Let's start with Peter Bell's great blog piece [on relational databases](https://flatironschool.com/blog/an-introduction-to-the-relational-database).

Themes:
- Structured vs. Unstructured Data
- Records (Rows) in Tables in Databases
- Eliminating Redundancy

## Learning goals:
- Goal 1: Summarize the use case for sql in the data science skill set
- Goal 2: Define key sql terminology
- Goal 3: Get information about DB schema and table structure
- Goal 4: Use basic SQL commands:
    - Construct SQL queries
    - Use JOIN to merge tables along logical columns

## Goal 1: Summarize

[Netflix has a great article](https://medium.com/netflix-techblog/notebook-innovation-591ee3221233) describing three different data roles at their company, their different needs, and their toolsets.

![netflix](img/netflix-data-roles.jpeg)

Examining that graphic, SQL shows up as one of the tools of the _Data Engineer_ 

Data Engineers provide the essential data architecture services that make data science possible.

![hierarchy](img/ai-hierachy.png)

[Source: Monica Rogati’s fantastic Medium post “The AI Hierarchy of Needs”
](https://hackernoon.com/the-ai-hierarchy-of-needs-18f111fcc007)

### What is a Relational Database? 

![rdb](img/relational-dbms-model.png)
[reference for image ](https://www.studytonight.com/dbms/database-model.php)

### POPULAR RDBMS

- SQLite
- MySQL
- PostgreSql
- Oracle DB
- SQL Server

***
## Goal 2: Database terminology

### Relational Database Schema

![schema](img/MySQL_Schema_Music_Example.png)

[source of image](https://database.guide/what-is-a-database-schema/)

This sort of picture is sometimes called an **E**ntity **R**elationship **D**iagram. [Here](https://www.smartdraw.com/entity-relationship-diagram/) is another good resource for explaining typical ERD conventions.

### Table columns view
![table example](img/columns.png)

### Terminology

- Schema
- Primary Key
- Foreign Key
- Structured queries
- Views

***
### SQLite

![sqlite](img/SQLite-Python.jpg)

"SQLite is a C library that provides a lightweight disk-based database that doesn’t require a separate server process and allows accessing the database using a nonstandard variant of the SQL query language.
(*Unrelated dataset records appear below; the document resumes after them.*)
//! Rule-based intent classification.
//!
//! An ordered table of `(Intent, patterns)` rules. The first rule with any
//! matching pattern wins, so declaration order decides ambiguous phrases
//! ("mở" is turn_on before it is control_cover). No match → `Intent::Unknown`.

use std::sync::LazyLock;

use regex::Regex;

use hc_protocol::Intent;

/// One classification rule: any pattern firing selects `intent`.
struct IntentRule {
    intent: Intent,
    patterns: Vec<Regex>,
}

fn rule(intent: Intent, patterns: &[&str]) -> IntentRule {
    IntentRule {
        intent,
        patterns: patterns.iter().map(|p| Regex::new(p).unwrap()).collect(),
    }
}

// Checked in order; earlier rules take priority.
static INTENT_RULES: LazyLock<Vec<IntentRule>> = LazyLock::new(|| {
    vec![
        rule(
            Intent::TurnOn,
            &[
                r"\b(turn on|switch on|bật|mở)\b",
                r"\b(start|khởi động)\b.*\b(light|đèn|switch|công tắc)\b",
            ],
        ),
        rule(
            Intent::TurnOff,
            &[
                r"\b(turn off|switch off|tắt|đóng)\b",
                r"\b(stop|dừng)\b.*\b(light|đèn|switch|công tắc)\b",
            ],
        ),
        rule(
            Intent::SetBrightness,
            &[
                r"\b(brightness|độ sáng|dim|brighten)\b",
                r"\b(set|chỉnh|điều chỉnh)\b.*\b([0-9]+%|[0-9]+ percent|level)\b",
            ],
        ),
        rule(
            Intent::SetColor,
            &[
                r"\b(color|màu|colour)\b",
                r"\b(red|green|blue|yellow|purple|pink|orange|đỏ|xanh|vàng|tím|hồng|cam)\b",
            ],
        ),
        rule(
            Intent::ControlCover,
            &[
                r"\b(open|close|mở|đóng)\b.*\b(blind|curtain|shutter|rèm|cửa sổ)\b",
                r"\b(roller|venetian|garage)\b",
            ],
        ),
        rule(
            Intent::SetTemperature,
            &[
                r"\b(temperature|nhiệt độ|thermostat)\b",
                r"\b(heat|cool|warm|cold|nóng|lạnh)\b",
            ],
        ),
        rule(Intent::Lock, &[r"\b(lock|khóa|secure)\b"]),
        rule(Intent::Unlock, &[r"\b(unlock|mở khóa|unsecure)\b"]),
        rule(
            Intent::GetStatus,
            &[
                r"\b(status|trạng thái|state|check|kiểm tra)\b",
                r"\b(show|hiển thị|display|list)\b.*\b(all|tất cả)\b",
            ],
        ),
        rule(
            Intent::GetSensorData,
            &[
                r"\b(sensor|cảm biến|reading|đọc)\b",
                r"\b(temperature|humidity|motion|nhiệt độ|độ ẩm|chuyển động)\b",
            ],
        ),
    ]
});

/// Classify normalized text into exactly one intent.
pub fn classify(normalized: &str) -> Intent {
    for rule in INTENT_RULES.iter() {
        if let Some(idx) = rule.patterns.iter().position(|re| re.is_match(normalized)) {
            tracing::trace!(intent = %rule.intent, pattern = idx, "intent rule fired");
            return rule.intent;
        }
    }
    Intent::Unknown
}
Some applications can use SQLite for internal data storage. It’s also possible to prototype an application using SQLite and then port the code to a larger database such as PostgreSQL or Oracle." - [sqlite documentation](https://docs.python.org/2/library/sqlite3.html)



## Goal 3: Get going with sqlite!

In [None]:
import sqlite3

#### Load a DB object with `connect` and `cursor`

In [None]:
!ls

In [None]:
con = sqlite3.connect('flights.db')
cursor = con.cursor()

#### Use sqlite_master to find all the tables in the schema
Get the schema of a database from a db in sqlite

In [None]:
cursor.execute(
"""
SELECT name
FROM sqlite_master
WHERE type='table';
"""
)

In [None]:
cursor.fetchall()

For more on "sqlite_master", see [here](https://www.techonthenet.com/sqlite/sys_tables/index.php).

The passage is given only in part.